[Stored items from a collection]
+ + +

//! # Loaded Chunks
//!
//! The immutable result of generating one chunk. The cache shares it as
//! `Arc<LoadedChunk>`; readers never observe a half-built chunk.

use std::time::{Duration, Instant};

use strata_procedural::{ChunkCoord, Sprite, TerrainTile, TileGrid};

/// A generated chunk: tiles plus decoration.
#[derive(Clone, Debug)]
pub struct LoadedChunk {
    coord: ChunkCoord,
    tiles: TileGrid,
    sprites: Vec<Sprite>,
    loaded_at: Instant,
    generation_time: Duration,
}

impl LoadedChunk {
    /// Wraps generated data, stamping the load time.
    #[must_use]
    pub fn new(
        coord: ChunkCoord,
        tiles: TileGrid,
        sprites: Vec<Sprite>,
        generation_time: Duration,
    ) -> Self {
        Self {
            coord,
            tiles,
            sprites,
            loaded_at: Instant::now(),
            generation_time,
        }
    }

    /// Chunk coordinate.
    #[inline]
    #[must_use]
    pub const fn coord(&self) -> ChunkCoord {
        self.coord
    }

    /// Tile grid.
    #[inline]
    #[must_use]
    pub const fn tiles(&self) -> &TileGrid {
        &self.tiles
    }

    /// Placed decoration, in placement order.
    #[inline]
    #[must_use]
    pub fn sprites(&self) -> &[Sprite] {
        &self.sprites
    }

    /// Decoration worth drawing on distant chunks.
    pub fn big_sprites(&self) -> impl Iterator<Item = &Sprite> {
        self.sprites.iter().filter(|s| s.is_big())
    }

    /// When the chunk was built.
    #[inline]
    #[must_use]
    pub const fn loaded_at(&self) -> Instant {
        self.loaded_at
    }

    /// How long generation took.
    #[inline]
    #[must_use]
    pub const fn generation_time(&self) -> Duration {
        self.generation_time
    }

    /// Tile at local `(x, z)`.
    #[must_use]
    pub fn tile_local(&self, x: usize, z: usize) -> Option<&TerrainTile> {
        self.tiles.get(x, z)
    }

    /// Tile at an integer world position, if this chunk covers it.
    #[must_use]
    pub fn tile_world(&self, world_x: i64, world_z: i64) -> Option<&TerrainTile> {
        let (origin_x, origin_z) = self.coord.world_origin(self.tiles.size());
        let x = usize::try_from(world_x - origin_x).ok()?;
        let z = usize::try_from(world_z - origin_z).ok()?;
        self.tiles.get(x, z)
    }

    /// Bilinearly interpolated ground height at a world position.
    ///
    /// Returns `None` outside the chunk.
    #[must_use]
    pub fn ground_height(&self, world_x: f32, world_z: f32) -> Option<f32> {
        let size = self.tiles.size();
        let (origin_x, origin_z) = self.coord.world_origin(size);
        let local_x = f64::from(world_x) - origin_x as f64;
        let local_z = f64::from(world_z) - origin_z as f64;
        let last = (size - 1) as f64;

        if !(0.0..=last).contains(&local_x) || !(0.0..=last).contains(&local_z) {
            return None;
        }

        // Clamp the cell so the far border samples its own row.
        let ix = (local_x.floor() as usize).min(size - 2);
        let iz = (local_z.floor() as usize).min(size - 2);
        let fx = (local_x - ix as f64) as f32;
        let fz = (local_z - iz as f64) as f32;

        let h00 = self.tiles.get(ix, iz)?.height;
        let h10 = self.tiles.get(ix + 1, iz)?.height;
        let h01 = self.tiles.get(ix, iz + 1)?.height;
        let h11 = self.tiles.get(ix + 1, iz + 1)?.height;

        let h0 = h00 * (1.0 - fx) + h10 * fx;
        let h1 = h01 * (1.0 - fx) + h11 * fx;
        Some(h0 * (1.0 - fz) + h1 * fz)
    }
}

+ + +

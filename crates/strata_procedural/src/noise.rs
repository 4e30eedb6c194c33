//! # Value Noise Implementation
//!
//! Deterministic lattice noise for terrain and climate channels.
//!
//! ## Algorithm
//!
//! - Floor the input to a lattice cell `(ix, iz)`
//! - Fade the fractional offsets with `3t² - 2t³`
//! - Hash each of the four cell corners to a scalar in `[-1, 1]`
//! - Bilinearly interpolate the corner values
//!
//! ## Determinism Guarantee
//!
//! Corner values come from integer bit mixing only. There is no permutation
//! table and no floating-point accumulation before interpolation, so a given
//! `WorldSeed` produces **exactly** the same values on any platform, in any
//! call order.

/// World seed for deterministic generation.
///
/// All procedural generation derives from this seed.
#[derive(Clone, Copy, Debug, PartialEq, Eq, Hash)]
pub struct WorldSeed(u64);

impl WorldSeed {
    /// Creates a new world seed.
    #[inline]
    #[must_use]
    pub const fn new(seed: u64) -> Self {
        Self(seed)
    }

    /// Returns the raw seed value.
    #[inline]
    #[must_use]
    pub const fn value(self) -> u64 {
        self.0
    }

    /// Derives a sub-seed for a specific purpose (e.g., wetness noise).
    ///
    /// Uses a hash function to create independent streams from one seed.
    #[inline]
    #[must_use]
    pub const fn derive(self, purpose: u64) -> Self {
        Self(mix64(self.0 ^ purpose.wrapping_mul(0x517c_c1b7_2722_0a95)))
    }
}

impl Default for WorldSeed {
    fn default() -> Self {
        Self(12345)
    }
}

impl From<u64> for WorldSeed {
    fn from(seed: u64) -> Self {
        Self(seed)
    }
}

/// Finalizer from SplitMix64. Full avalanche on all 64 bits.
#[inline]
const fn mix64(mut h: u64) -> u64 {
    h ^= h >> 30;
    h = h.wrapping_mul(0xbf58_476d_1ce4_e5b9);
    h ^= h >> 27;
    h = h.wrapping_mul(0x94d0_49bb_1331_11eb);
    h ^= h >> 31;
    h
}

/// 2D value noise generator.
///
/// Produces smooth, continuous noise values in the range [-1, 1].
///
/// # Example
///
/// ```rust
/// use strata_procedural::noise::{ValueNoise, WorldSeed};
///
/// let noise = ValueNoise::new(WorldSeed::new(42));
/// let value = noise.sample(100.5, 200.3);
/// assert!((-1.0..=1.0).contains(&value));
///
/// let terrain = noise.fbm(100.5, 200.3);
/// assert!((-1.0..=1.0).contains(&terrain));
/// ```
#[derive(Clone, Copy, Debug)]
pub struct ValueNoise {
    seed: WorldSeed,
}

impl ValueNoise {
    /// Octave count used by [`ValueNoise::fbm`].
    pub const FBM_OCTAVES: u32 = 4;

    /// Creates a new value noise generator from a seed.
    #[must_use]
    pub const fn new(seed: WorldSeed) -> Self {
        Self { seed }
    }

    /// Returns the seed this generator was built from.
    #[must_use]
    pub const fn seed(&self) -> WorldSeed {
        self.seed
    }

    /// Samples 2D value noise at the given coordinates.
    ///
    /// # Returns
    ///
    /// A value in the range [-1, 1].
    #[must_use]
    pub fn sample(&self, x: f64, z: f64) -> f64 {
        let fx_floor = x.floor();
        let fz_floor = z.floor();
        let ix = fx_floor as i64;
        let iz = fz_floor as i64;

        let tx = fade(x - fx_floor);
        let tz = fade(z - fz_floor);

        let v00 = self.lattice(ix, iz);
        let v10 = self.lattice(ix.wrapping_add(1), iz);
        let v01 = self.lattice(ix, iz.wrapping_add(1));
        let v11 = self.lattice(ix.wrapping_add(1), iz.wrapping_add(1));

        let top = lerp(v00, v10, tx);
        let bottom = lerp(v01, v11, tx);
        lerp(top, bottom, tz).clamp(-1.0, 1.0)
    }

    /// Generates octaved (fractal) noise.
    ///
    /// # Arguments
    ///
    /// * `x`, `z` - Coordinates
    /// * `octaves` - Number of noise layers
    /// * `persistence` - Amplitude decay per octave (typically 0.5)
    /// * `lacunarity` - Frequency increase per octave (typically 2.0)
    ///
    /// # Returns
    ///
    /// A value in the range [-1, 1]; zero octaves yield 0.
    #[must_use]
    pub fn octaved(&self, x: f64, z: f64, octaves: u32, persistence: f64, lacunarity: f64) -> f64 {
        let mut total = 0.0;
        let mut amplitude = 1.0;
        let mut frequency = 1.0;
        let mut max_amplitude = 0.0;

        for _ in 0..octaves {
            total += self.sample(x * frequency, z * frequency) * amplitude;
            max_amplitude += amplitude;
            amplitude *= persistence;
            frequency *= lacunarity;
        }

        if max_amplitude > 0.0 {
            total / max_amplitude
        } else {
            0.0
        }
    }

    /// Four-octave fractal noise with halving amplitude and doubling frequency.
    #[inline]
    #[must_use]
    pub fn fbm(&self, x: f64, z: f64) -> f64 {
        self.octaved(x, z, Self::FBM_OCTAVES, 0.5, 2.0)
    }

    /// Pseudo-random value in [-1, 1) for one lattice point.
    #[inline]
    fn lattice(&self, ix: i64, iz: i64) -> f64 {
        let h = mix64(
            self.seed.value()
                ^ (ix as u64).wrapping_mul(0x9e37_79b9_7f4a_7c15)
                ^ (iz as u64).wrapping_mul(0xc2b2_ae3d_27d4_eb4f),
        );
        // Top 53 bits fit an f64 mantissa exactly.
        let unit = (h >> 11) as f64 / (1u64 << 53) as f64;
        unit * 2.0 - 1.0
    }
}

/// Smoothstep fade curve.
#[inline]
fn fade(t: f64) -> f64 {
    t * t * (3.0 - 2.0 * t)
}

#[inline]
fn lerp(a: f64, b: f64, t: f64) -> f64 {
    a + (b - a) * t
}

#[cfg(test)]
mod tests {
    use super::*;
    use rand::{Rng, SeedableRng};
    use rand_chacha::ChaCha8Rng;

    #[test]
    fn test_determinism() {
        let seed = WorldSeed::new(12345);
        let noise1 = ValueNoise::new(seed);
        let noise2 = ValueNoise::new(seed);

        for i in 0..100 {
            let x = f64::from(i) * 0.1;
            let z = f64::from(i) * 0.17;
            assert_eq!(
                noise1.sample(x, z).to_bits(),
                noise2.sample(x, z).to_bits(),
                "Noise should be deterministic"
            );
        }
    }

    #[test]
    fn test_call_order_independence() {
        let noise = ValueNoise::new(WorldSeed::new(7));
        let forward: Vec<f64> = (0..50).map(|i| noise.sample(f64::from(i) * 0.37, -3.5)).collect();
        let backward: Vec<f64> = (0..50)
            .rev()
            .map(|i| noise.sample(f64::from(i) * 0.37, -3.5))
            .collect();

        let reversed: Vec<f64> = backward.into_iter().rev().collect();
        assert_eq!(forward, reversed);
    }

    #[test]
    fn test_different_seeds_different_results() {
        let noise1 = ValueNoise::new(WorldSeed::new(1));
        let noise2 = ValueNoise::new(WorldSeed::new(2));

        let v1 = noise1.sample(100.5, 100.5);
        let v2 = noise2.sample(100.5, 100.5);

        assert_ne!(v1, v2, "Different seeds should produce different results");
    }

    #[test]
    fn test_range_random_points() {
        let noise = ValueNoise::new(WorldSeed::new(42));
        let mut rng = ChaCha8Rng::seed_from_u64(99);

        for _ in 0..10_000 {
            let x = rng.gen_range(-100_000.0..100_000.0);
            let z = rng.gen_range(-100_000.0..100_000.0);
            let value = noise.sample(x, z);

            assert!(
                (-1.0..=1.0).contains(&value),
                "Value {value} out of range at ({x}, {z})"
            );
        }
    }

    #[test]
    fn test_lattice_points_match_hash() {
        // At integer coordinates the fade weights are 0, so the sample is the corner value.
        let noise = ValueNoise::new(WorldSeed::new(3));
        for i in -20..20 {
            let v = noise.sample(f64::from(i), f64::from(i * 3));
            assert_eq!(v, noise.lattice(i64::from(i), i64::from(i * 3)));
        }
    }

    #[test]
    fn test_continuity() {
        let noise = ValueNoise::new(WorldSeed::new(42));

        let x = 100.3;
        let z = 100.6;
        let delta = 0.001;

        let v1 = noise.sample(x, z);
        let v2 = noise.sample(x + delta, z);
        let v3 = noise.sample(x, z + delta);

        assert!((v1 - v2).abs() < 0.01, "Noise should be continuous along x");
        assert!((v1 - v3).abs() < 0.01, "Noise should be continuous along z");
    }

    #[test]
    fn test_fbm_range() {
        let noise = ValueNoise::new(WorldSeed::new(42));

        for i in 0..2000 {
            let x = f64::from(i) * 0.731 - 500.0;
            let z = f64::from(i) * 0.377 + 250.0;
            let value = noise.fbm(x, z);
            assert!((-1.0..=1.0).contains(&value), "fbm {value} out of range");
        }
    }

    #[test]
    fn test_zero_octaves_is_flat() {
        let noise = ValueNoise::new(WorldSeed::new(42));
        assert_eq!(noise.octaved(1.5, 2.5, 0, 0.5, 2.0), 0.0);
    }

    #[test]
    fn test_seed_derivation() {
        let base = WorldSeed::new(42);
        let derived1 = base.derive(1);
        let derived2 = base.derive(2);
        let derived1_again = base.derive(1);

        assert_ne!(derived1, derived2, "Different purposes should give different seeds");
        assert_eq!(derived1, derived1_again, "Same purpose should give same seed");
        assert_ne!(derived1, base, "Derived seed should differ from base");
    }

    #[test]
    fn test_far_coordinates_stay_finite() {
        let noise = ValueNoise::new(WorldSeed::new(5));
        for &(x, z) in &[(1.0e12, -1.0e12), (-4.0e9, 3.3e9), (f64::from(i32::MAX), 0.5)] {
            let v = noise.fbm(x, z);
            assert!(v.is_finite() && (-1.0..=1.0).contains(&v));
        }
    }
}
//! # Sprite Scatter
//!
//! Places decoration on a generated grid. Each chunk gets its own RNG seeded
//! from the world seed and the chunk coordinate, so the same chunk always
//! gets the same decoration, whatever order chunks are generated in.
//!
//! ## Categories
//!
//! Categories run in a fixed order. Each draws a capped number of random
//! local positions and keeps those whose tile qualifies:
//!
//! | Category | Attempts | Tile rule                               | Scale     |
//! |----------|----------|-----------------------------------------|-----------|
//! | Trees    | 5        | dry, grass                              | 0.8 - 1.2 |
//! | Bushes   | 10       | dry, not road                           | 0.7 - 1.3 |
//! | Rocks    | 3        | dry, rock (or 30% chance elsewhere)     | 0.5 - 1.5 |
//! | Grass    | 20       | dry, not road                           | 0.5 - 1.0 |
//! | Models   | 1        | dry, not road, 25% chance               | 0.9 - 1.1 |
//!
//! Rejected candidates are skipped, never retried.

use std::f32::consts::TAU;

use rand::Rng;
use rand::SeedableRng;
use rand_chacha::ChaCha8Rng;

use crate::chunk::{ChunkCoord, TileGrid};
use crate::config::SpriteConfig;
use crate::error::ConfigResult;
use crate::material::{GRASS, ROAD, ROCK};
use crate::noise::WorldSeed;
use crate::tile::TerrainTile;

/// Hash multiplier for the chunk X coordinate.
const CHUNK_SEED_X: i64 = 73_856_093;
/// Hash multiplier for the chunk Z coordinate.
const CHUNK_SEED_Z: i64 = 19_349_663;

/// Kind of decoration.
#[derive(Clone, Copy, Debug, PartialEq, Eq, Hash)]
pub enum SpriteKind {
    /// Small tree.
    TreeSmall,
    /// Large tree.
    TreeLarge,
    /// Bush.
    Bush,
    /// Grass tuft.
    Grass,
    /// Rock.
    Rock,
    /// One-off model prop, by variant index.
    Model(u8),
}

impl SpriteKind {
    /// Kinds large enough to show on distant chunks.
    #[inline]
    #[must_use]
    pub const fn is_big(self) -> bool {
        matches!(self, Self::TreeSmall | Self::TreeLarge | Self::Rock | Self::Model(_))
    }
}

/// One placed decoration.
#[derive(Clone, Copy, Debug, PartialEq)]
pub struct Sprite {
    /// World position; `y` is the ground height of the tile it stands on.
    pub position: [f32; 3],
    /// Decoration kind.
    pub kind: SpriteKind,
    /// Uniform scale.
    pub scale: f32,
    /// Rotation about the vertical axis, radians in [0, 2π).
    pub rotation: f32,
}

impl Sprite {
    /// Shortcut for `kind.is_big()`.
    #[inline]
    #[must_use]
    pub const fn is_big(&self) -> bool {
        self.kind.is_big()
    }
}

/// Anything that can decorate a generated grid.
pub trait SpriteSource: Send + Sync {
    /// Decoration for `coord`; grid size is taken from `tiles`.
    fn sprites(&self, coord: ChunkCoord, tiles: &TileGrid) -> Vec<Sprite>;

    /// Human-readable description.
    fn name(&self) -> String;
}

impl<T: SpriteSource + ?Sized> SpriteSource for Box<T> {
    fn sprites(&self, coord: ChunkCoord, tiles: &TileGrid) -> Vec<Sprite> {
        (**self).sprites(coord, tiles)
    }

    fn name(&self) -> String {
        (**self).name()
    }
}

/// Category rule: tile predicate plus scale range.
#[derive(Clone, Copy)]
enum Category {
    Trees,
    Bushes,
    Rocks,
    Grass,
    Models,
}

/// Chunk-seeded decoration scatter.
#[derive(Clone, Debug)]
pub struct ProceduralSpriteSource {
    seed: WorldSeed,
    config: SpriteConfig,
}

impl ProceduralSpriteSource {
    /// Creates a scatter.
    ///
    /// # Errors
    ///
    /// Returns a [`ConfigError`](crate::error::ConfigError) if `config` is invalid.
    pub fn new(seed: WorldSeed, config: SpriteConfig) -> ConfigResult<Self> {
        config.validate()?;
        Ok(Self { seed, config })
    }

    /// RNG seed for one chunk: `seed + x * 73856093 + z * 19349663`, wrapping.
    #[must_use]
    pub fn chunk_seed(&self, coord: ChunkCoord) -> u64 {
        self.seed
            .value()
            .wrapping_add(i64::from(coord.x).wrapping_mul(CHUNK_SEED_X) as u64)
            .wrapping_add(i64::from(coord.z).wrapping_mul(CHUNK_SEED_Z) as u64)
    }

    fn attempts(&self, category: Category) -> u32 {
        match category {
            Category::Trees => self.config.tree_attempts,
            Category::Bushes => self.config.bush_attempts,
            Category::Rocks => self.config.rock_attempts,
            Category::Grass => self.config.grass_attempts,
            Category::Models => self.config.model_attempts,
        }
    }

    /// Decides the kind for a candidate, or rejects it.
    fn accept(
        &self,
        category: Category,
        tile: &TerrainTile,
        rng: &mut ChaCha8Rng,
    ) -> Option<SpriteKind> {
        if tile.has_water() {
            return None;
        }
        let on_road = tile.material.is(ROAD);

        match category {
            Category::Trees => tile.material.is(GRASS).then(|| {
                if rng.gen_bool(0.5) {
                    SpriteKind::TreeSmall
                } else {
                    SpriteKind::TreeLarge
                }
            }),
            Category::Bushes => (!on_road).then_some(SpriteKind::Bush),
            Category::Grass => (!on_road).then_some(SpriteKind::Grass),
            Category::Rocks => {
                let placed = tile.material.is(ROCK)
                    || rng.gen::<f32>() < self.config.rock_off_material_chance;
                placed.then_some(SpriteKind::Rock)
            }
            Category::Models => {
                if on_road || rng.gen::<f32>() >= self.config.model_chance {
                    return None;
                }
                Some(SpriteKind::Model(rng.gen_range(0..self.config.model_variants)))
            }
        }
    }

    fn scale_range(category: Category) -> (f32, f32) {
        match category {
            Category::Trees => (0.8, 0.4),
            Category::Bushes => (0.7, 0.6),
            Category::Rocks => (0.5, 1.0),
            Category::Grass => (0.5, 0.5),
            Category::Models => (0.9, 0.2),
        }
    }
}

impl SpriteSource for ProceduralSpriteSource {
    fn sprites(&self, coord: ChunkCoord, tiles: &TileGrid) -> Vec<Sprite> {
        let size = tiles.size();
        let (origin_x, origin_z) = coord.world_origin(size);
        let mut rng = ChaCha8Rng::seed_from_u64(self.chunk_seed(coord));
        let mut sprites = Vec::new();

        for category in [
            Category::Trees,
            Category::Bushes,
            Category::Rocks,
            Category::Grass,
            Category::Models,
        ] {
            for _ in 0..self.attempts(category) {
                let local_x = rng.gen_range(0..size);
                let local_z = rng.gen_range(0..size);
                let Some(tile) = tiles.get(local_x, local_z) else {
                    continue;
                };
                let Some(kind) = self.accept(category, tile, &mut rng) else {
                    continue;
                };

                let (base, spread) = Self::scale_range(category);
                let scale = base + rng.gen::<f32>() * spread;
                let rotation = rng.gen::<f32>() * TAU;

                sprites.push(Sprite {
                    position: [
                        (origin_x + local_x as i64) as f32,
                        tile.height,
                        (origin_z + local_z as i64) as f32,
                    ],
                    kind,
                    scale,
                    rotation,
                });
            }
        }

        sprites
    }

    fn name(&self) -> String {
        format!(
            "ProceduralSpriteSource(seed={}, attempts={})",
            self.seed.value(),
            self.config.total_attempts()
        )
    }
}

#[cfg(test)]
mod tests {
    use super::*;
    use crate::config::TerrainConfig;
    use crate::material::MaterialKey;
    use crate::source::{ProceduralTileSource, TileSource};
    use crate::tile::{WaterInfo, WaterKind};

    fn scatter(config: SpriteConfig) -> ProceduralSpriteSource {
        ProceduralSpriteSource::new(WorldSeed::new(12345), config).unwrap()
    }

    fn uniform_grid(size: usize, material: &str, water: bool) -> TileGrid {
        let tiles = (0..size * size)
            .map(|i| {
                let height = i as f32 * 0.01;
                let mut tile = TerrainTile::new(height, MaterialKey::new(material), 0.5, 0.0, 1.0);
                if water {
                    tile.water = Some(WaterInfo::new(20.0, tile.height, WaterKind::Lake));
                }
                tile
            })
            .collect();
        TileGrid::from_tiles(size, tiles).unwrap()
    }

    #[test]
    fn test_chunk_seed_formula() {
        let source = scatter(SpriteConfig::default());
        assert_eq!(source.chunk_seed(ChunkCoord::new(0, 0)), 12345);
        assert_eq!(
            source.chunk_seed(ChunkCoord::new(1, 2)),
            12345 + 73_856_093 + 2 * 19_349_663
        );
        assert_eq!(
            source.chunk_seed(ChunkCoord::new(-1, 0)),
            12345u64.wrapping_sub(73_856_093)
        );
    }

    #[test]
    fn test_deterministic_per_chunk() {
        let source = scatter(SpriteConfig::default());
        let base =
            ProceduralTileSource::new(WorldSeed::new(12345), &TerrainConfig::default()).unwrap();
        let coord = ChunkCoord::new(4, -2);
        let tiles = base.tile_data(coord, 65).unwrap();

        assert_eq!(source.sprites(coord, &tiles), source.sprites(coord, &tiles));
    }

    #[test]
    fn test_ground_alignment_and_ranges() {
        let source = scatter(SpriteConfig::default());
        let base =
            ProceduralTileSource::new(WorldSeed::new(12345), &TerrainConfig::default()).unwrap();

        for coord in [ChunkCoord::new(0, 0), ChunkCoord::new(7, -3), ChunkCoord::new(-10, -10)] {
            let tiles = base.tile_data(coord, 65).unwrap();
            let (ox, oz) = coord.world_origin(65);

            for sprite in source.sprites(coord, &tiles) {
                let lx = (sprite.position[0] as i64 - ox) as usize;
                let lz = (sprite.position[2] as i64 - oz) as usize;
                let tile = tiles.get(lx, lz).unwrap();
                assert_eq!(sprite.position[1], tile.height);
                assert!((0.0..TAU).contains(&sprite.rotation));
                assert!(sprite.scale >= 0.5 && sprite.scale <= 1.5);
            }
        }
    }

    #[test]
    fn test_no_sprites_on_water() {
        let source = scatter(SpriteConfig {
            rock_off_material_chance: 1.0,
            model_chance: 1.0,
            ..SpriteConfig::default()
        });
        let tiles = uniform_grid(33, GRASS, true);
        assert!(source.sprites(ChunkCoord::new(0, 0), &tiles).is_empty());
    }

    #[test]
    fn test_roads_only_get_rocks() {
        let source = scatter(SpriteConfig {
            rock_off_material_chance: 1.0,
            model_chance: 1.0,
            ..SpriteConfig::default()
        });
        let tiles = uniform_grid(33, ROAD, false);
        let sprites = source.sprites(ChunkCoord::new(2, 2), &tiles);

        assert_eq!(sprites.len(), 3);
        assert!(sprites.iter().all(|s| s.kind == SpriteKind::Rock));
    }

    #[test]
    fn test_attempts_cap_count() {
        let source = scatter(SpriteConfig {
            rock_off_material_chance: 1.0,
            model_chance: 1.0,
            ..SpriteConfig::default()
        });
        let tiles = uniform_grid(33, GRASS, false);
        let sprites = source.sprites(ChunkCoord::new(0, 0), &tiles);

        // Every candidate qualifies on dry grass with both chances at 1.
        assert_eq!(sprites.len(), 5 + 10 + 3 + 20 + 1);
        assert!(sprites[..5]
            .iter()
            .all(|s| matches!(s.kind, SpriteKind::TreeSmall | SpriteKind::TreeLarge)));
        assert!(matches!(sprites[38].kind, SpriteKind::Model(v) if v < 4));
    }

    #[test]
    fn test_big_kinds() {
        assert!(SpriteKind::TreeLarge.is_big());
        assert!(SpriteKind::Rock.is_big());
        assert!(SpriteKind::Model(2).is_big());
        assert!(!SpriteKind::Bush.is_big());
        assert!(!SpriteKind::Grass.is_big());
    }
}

+ + +

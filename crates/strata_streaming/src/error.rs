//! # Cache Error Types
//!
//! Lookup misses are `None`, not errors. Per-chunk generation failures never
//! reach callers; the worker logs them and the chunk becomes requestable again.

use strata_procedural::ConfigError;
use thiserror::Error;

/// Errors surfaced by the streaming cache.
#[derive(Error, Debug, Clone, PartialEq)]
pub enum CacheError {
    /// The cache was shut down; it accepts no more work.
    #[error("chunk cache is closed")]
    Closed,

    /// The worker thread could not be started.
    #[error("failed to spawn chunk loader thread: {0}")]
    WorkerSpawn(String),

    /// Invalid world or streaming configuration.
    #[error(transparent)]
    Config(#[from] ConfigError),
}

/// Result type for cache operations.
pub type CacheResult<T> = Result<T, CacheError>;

+ + +

* _DESCRIPTION OF THE TASK_
Return every line above that contains the word "Returns".

* _OUTPUT BELOW_
    /// Returns `None` outside the chunk.
    /// Returns the raw seed value.
    /// Returns the seed this generator was built from.
    /// # Returns
    /// # Returns
    /// Returns a [`ConfigError`](crate::error::ConfigError) if `config` is invalid.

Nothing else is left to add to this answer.